Retrosynthetic planning#

Currently, in SynPlanner there are different configurations of planning algorithms are available. The two reasonable and recommended configurations are - default and advanced configuration.

Default planning. This planning configuration includes the ranking policy network for node expansion, rollout simulations for node evaluation, and expansion-first search strategy. This default configuration requires only reaction data for training the policy network and is independent of the building block set (they can be changed) because the rollout simulations can be considered as an online evaluation function interacting with the given set of building blocks.

tree:
  search_strategy: expansion_first
node_evaluation:
  evaluation_type: rollout

Advanced planning. This planning configuration includes the ranking policy network for node expansion, value neural network for instant node evaluation, and evaluation-first strategy.
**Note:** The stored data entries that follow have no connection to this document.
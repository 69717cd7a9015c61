// ============================================================================
// CHAT SERVICE - Ciclo de vida de la sesión de chat (SDK externo)
// ============================================================================
// connect/disconnect sobre el singleton del SDK + wrappers tipados de los
// handles JS. El transporte, la entrega y la presencia son del SDK.
// ============================================================================

use serde_json::json;
use wasm_bindgen::closure::Closure;
use wasm_bindgen::{JsCast, JsValue};

use crate::models::{ChannelData, ChannelMember, MessageRecord, VerificationResult};
use crate::utils::chat_ffi::{self, StreamChannel, StreamChatClient};
use crate::utils::constants::STREAM_API_KEY;
use crate::utils::display_label;

/// Texto genérico cuando el SDK rechaza la conexión sin mensaje propio.
pub const CONNECTION_FALLBACK_ERROR: &str = "Connection failed";

/// Sesión de chat autenticada. Recurso de instancia única: la crea `connect`
/// tras una verificación exitosa, la destruye `disconnect` en el logout, y
/// vive como estado explícito del flujo raíz (nunca global ambiente).
#[derive(Clone)]
pub struct ChatSession {
    client: StreamChatClient,
    user_id: String,
}

impl PartialEq for ChatSession {
    fn eq(&self, other: &Self) -> bool {
        self.user_id == other.user_id
            && AsRef::<JsValue>::as_ref(&self.client) == AsRef::<JsValue>::as_ref(&other.client)
    }
}

/// Canal del SDK con sus datos de preview ya extraídos.
#[derive(Clone)]
pub struct ChannelItem {
    handle: StreamChannel,
    pub id: Option<String>,
    pub name: Option<String>,
}

impl PartialEq for ChannelItem {
    fn eq(&self, other: &Self) -> bool {
        self.id == other.id
            && self.name == other.name
            && AsRef::<JsValue>::as_ref(&self.handle) == AsRef::<JsValue>::as_ref(&other.handle)
    }
}

/// Autenticar el cliente singleton del SDK con la identidad verificada.
/// No debe llamarse con otra sesión viva: el flujo raíz solo lo alcanza
/// desde el estado no autenticado.
pub async fn connect(identity: &VerificationResult) -> Result<ChatSession, String> {
    log::info!("🔌 Conectando al chat como {}...", identity.user_id);

    let client = chat_ffi::stream_chat_get_instance(STREAM_API_KEY);

    let user = chat_ffi::to_js(&json!({
        "id": identity.user_id,
        "name": identity.name,
    }))
    .map_err(|e| js_error_message(&e, CONNECTION_FALLBACK_ERROR))?;

    client
        .connect_user(&user, &identity.token)
        .await
        .map_err(|e| js_error_message(&e, CONNECTION_FALLBACK_ERROR))?;

    log::info!("✅ Chat conectado");

    Ok(ChatSession {
        client,
        user_id: identity.user_id.clone(),
    })
}

/// Desconectar la sesión. Best-effort: el logout nunca se bloquea, los
/// errores del SDK solo se loguean.
pub async fn disconnect(session: ChatSession) {
    log::info!("👋 Desconectando la sesión de chat...");
    if let Err(e) = session.client.disconnect_user().await {
        log::warn!(
            "⚠️ Error desconectando el chat (ignorado): {}",
            js_error_message(&e, "disconnect failed")
        );
    }
}

impl ChatSession {
    pub fn user_id(&self) -> &str {
        &self.user_id
    }

    /// Canales donde el usuario actual es miembro, los más recientes primero.
    /// El filtrado y el orden los resuelve el servicio de chat.
    pub async fn query_channels(&self) -> Result<Vec<ChannelItem>, String> {
        let filter = chat_ffi::to_js(&channel_filter(&self.user_id))
            .map_err(|e| js_error_message(&e, "Channel query failed"))?;
        let sort = chat_ffi::to_js(&channel_sort())
            .map_err(|e| js_error_message(&e, "Channel query failed"))?;
        let options = chat_ffi::to_js(&channel_options())
            .map_err(|e| js_error_message(&e, "Channel query failed"))?;

        let result = self
            .client
            .query_channels(&filter, &sort, &options)
            .await
            .map_err(|e| js_error_message(&e, "Channel query failed"))?;

        let array = js_sys::Array::from(&result);
        let mut channels = Vec::with_capacity(array.length() as usize);
        for value in array.iter() {
            let handle: StreamChannel = value.unchecked_into();
            let data: ChannelData = chat_ffi::json_of(&handle.data())
                .and_then(|json| serde_json::from_str(&json).ok())
                .unwrap_or_default();
            channels.push(ChannelItem {
                id: handle.id(),
                name: data.name,
                handle,
            });
        }

        log::info!("📋 {} canales recibidos del SDK", channels.len());
        Ok(channels)
    }

    /// Suscribir un handler a todos los eventos del cliente. El llamador
    /// mantiene vivo el closure mientras la suscripción exista y la cancela
    /// al desmontar la vista.
    pub fn on_event(&self, handler: &Closure<dyn FnMut(JsValue)>) -> EventSubscription {
        EventSubscription {
            handle: self.client.on(handler.as_ref().unchecked_ref()),
        }
    }
}

/// Suscripción viva a los eventos del cliente.
pub struct EventSubscription {
    handle: chat_ffi::StreamSubscription,
}

impl EventSubscription {
    /// Cancelar la suscripción en el SDK; el handler deja de recibir eventos.
    pub fn cancel(self) {
        self.handle.unsubscribe();
    }
}

impl ChannelItem {
    /// Nombre visible del canal: name → id → "Unknown".
    pub fn display_name(&self) -> String {
        display_label(self.name.as_deref(), self.id.as_deref())
    }

    /// Empezar a observar el canal (estado + eventos en vivo).
    pub async fn watch(&self) -> Result<(), String> {
        self.handle
            .watch()
            .await
            .map(|_| ())
            .map_err(|e| js_error_message(&e, "Channel watch failed"))
    }

    /// Mensajes del estado actual del canal (propiedad del SDK, solo lectura).
    pub fn messages(&self) -> Vec<MessageRecord> {
        chat_ffi::state_field_json(&self.handle, "messages")
            .and_then(|json| serde_json::from_str(&json).ok())
            .unwrap_or_default()
    }

    /// Miembros del canal en orden de inserción del SDK.
    pub fn members(&self) -> Vec<ChannelMember> {
        let Some(json) = chat_ffi::state_field_json(&self.handle, "members") else {
            return Vec::new();
        };
        let Ok(value) = serde_json::from_str::<serde_json::Value>(&json) else {
            return Vec::new();
        };
        let Some(map) = value.as_object() else {
            return Vec::new();
        };
        map.values()
            .filter_map(|member| serde_json::from_value(member.clone()).ok())
            .collect()
    }

    /// Enviar un mensaje de texto al canal.
    pub async fn send_text(&self, text: &str) -> Result<(), String> {
        let message = chat_ffi::to_js(&json!({ "text": text }))
            .map_err(|e| js_error_message(&e, "Send failed"))?;
        self.handle
            .send_message(&message)
            .await
            .map(|_| ())
            .map_err(|e| js_error_message(&e, "Send failed"))
    }
}

/// Contrato de consulta de canales que se le pasa al SDK.
pub fn channel_filter(user_id: &str) -> serde_json::Value {
    json!({ "members": { "$in": [user_id] } })
}

pub fn channel_sort() -> serde_json::Value {
    json!({ "last_message_at": -1 })
}

pub fn channel_options() -> serde_json::Value {
    json!({ "state": true, "watch": true, "presence": true })
}

/// Mensaje legible a partir de un error JS del SDK.
fn js_error_message(error: &JsValue, fallback: &str) -> String {
    error
        .dyn_ref::<js_sys::Error>()
        .map(|e| String::from(e.message()))
        .filter(|m| !m.is_empty())
        .unwrap_or_else(|| fallback.to_string())
}

#[cfg(all(test, target_arch = "wasm32"))]
mod wasm_tests {
    use super::*;
    use std::cell::Cell;
    use std::rc::Rc;
    use wasm_bindgen_test::*;

    wasm_bindgen_test_configure!(run_in_browser);

    #[wasm_bindgen_test]
    fn cancelar_la_suscripcion_invoca_unsubscribe() {
        let called = Rc::new(Cell::new(false));
        let flag = called.clone();
        let unsubscribe = Closure::wrap(Box::new(move || flag.set(true)) as Box<dyn FnMut()>);

        let raw = js_sys::Object::new();
        js_sys::Reflect::set(&raw, &"unsubscribe".into(), unsubscribe.as_ref()).unwrap();
        let subscription = EventSubscription {
            handle: JsValue::from(raw).unchecked_into(),
        };

        subscription.cancel();
        assert!(called.get());
    }
}

#[cfg(test)]
mod tests {
    use super::*;

    #[test]
    fn el_filtro_limita_a_canales_del_usuario() {
        assert_eq!(
            channel_filter("u1"),
            serde_json::json!({ "members": { "$in": ["u1"] } })
        );
    }

    #[test]
    fn orden_por_ultimo_mensaje_descendente() {
        assert_eq!(
            channel_sort(),
            serde_json::json!({ "last_message_at": -1 })
        );
    }

    #[test]
    fn opciones_con_estado_watch_y_presencia() {
        let options = channel_options();
        assert_eq!(options["state"], true);
        assert_eq!(options["watch"], true);
        assert_eq!(options["presence"], true);
    }
}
This configuration requires reaction data for training the policy network and molecule data for planning simulations in value network tuning. Because the building block set is used in planning simulations, the value network should be retrained if the building block set is changed. The evaluation-first strategy supposes more computations, but the total time of search is partially reduced by instant predictions of node values by value neural network instead of expansive rollout simulations.

tree:
  search_strategy: evaluation_first
node_evaluation:
  evaluation_type: gcn

Conclusion. In general, the advanced planning algorithm is slower than the default (around 2x slow down), but explores the search tree more exhaustively and may help if the default planning algorithm fails to find a solution for the given molecule.